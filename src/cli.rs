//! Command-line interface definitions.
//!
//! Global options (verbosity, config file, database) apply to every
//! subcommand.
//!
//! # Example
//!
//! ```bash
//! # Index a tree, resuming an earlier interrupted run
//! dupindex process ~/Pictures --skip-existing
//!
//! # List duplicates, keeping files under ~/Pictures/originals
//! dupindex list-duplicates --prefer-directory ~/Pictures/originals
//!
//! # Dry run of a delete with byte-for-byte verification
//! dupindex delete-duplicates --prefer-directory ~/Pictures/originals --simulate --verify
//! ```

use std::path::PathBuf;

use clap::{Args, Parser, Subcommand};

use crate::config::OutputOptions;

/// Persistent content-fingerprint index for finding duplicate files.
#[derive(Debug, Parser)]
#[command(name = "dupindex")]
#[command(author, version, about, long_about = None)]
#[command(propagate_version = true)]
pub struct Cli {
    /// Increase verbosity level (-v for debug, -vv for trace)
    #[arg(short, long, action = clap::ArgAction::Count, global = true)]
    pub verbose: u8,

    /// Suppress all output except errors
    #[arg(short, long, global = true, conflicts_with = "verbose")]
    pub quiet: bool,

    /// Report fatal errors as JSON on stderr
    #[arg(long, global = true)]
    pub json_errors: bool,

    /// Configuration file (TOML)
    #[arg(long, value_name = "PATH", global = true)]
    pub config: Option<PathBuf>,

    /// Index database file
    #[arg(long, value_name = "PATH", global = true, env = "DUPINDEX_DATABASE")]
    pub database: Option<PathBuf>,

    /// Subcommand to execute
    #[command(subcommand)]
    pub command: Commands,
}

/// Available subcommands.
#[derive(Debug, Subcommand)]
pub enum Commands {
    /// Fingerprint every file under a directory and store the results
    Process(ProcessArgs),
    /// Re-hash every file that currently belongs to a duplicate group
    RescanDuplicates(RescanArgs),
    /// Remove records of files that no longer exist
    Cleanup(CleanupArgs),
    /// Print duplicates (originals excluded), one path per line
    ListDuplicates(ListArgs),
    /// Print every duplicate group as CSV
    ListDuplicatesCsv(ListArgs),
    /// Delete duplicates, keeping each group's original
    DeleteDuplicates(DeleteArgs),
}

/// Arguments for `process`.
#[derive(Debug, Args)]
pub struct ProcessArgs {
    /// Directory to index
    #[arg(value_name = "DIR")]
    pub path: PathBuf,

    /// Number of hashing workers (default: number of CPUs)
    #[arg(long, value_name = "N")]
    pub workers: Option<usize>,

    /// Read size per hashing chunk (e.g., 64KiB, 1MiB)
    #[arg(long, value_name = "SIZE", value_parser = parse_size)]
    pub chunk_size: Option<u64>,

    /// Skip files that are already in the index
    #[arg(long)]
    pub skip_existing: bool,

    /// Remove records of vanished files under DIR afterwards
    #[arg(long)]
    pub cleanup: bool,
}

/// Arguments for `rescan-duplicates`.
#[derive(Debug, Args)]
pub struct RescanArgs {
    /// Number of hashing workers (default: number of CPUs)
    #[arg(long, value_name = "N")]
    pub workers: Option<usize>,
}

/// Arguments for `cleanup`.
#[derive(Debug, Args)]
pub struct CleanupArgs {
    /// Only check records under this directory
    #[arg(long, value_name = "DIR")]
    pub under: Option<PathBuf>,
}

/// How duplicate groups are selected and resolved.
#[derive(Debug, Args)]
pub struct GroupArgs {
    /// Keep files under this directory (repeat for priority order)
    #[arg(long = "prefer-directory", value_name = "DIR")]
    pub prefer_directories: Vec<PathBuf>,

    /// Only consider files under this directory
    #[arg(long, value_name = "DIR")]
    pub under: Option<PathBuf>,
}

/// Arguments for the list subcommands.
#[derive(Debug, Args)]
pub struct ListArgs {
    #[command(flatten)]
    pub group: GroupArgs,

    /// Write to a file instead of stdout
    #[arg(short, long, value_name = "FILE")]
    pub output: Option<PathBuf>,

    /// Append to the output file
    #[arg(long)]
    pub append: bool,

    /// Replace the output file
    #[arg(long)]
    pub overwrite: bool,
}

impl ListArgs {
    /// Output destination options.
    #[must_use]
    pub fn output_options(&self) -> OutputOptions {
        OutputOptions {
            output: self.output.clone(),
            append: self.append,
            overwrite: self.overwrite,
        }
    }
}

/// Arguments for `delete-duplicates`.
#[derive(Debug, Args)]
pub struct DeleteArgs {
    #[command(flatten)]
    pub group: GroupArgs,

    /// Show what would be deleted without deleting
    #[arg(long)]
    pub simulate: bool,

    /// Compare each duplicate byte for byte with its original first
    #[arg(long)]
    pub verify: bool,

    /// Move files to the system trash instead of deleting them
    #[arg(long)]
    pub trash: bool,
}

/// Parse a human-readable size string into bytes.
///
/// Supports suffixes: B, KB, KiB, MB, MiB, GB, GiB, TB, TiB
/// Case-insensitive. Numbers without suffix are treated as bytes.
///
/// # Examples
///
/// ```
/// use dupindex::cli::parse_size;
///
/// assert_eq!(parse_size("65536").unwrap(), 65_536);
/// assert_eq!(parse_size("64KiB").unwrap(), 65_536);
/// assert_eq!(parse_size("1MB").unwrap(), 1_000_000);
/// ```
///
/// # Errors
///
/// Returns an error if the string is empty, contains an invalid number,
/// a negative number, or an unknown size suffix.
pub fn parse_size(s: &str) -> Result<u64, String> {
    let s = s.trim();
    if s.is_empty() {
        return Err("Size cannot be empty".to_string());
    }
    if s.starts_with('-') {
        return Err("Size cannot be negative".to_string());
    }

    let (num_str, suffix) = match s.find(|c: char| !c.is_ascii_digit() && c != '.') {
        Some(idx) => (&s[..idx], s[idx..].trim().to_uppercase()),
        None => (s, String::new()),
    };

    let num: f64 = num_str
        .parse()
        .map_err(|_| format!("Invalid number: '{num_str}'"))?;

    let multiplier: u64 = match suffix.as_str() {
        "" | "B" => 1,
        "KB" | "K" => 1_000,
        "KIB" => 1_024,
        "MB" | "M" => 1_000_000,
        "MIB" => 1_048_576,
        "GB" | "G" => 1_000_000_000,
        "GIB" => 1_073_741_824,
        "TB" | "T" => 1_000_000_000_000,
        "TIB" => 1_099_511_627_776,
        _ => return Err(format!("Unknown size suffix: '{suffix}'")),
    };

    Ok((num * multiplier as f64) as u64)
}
==
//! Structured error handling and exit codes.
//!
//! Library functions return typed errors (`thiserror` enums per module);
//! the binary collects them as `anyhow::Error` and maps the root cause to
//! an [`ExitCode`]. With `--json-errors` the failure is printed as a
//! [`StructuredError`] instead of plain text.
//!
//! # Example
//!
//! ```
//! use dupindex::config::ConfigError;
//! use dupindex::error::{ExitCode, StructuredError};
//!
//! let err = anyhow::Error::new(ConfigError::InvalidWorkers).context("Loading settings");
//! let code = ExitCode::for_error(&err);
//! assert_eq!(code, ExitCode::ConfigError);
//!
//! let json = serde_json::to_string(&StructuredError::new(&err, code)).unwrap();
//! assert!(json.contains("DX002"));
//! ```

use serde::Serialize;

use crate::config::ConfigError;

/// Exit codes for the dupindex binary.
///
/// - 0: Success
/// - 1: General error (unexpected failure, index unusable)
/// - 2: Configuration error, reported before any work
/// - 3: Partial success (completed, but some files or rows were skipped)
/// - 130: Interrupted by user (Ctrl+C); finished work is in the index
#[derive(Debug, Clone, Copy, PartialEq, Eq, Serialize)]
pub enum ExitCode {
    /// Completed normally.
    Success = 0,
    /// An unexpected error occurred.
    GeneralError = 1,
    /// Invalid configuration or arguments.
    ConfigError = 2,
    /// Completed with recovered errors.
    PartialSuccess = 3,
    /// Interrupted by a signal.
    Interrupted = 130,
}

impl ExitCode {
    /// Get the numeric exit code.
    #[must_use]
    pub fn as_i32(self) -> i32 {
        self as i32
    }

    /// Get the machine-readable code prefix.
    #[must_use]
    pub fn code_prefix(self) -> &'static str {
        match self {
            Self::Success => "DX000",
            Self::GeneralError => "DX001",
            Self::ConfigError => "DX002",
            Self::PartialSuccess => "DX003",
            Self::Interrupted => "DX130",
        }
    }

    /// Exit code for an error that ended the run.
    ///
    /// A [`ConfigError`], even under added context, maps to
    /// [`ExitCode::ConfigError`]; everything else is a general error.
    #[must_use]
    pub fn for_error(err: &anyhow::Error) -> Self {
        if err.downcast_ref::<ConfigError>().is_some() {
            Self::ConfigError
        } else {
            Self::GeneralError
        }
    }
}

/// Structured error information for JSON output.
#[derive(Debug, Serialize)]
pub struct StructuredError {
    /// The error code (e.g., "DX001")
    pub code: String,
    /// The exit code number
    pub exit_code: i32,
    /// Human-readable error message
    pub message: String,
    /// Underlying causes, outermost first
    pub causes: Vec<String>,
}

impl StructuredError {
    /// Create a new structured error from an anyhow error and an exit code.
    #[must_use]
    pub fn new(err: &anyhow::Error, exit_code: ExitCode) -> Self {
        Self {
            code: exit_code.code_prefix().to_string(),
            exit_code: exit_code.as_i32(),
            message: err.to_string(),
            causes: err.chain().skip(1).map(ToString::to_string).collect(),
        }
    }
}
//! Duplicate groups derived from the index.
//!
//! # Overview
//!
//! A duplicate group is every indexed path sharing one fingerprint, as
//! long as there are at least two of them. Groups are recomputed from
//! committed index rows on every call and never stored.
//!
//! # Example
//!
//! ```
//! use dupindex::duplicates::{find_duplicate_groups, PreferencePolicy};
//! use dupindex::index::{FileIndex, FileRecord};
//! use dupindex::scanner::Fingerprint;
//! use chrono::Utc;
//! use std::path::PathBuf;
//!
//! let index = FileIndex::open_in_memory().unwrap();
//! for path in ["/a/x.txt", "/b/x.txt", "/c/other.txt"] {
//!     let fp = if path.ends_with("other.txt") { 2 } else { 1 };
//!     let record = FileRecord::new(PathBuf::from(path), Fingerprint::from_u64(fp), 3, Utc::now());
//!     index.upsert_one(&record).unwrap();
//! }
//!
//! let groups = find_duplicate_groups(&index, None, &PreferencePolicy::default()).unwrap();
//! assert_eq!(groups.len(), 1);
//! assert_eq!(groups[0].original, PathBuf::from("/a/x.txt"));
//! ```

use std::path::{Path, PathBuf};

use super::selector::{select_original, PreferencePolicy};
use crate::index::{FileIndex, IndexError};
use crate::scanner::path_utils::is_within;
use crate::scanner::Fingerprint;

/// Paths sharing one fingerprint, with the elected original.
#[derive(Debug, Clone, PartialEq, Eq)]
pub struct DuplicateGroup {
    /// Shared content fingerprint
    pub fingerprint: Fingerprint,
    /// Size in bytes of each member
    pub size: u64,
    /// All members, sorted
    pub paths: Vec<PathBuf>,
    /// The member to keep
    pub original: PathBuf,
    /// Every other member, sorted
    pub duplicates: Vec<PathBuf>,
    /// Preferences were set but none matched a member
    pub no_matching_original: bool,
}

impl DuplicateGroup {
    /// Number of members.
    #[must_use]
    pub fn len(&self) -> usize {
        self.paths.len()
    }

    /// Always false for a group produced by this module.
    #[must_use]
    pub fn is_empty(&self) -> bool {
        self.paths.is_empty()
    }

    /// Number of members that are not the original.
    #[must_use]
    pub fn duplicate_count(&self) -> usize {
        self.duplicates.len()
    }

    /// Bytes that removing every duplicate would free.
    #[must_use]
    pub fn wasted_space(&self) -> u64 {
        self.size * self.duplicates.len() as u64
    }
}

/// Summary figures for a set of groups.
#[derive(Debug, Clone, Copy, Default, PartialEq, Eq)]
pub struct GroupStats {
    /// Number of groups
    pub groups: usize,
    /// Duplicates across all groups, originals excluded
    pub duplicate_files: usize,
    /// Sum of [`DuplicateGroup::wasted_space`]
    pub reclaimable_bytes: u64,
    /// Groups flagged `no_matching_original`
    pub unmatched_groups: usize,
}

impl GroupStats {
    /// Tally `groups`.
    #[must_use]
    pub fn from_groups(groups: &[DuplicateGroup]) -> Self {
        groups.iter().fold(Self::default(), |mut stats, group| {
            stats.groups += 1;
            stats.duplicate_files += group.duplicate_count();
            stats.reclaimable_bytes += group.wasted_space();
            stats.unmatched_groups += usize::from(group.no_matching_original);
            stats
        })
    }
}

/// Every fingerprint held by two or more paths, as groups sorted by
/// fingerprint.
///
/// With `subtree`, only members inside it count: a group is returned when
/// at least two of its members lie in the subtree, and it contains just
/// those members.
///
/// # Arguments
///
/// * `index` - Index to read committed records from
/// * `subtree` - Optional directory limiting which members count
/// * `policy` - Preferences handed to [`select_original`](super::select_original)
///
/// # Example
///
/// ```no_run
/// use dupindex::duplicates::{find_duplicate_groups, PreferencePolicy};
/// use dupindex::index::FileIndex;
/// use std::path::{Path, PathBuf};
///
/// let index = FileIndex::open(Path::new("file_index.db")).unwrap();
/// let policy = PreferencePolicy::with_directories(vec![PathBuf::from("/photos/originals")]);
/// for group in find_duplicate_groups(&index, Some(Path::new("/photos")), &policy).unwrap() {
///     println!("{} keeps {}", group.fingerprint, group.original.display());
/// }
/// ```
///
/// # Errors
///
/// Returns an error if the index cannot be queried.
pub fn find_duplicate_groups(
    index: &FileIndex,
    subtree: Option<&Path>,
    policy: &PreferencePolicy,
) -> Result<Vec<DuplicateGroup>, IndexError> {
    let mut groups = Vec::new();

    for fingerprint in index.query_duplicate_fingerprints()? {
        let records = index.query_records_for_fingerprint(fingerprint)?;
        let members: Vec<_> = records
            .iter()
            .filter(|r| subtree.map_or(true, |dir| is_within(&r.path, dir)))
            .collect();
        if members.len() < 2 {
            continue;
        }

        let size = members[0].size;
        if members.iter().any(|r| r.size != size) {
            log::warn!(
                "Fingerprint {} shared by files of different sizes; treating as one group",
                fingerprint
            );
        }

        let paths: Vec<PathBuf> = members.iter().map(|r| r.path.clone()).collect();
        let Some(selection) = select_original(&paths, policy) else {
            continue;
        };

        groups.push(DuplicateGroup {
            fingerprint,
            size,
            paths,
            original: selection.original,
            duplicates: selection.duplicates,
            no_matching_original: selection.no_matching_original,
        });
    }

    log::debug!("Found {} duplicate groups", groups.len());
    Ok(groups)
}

[HOW TO COMPLETE THIS TASK] Using the listing above, return word for word each line from the one that has "#[arg(short, long, action" through the one that has "pub struct RescanArgs", and no line outside that range.

[SOLUTION TO THE PROBLEM]
    #[arg(short, long, action = clap::ArgAction::Count, global = true)]
    pub verbose: u8,

    /// Suppress all output except errors
    #[arg(short, long, global = true, conflicts_with = "verbose")]
    pub quiet: bool,

    /// Report fatal errors as JSON on stderr
    #[arg(long, global = true)]
    pub json_errors: bool,

    /// Configuration file (TOML)
    #[arg(long, value_name = "PATH", global = true)]
    pub config: Option<PathBuf>,

    /// Index database file
    #[arg(long, value_name = "PATH", global = true, env = "DUPINDEX_DATABASE")]
    pub database: Option<PathBuf>,

    /// Subcommand to execute
    #[command(subcommand)]
    pub command: Commands,
}

/// Available subcommands.
#[derive(Debug, Subcommand)]
pub enum Commands {
    /// Fingerprint every file under a directory and store the results
    Process(ProcessArgs),
    /// Re-hash every file that currently belongs to a duplicate group
    RescanDuplicates(RescanArgs),
    /// Remove records of files that no longer exist
    Cleanup(CleanupArgs),
    /// Print duplicates (originals excluded), one path per line
    ListDuplicates(ListArgs),
    /// Print every duplicate group as CSV
    ListDuplicatesCsv(ListArgs),
    /// Delete duplicates, keeping each group's original
    DeleteDuplicates(DeleteArgs),
}

/// Arguments for `process`.
#[derive(Debug, Args)]
pub struct ProcessArgs {
    /// Directory to index
    #[arg(value_name = "DIR")]
    pub path: PathBuf,

    /// Number of hashing workers (default: number of CPUs)
    #[arg(long, value_name = "N")]
    pub workers: Option<usize>,

    /// Read size per hashing chunk (e.g., 64KiB, 1MiB)
    #[arg(long, value_name = "SIZE", value_parser = parse_size)]
    pub chunk_size: Option<u64>,

    /// Skip files that are already in the index
    #[arg(long)]
    pub skip_existing: bool,

    /// Remove records of vanished files under DIR afterwards
    #[arg(long)]
    pub cleanup: bool,
}

/// Arguments for `rescan-duplicates`.
#[derive(Debug, Args)]
pub struct RescanArgs {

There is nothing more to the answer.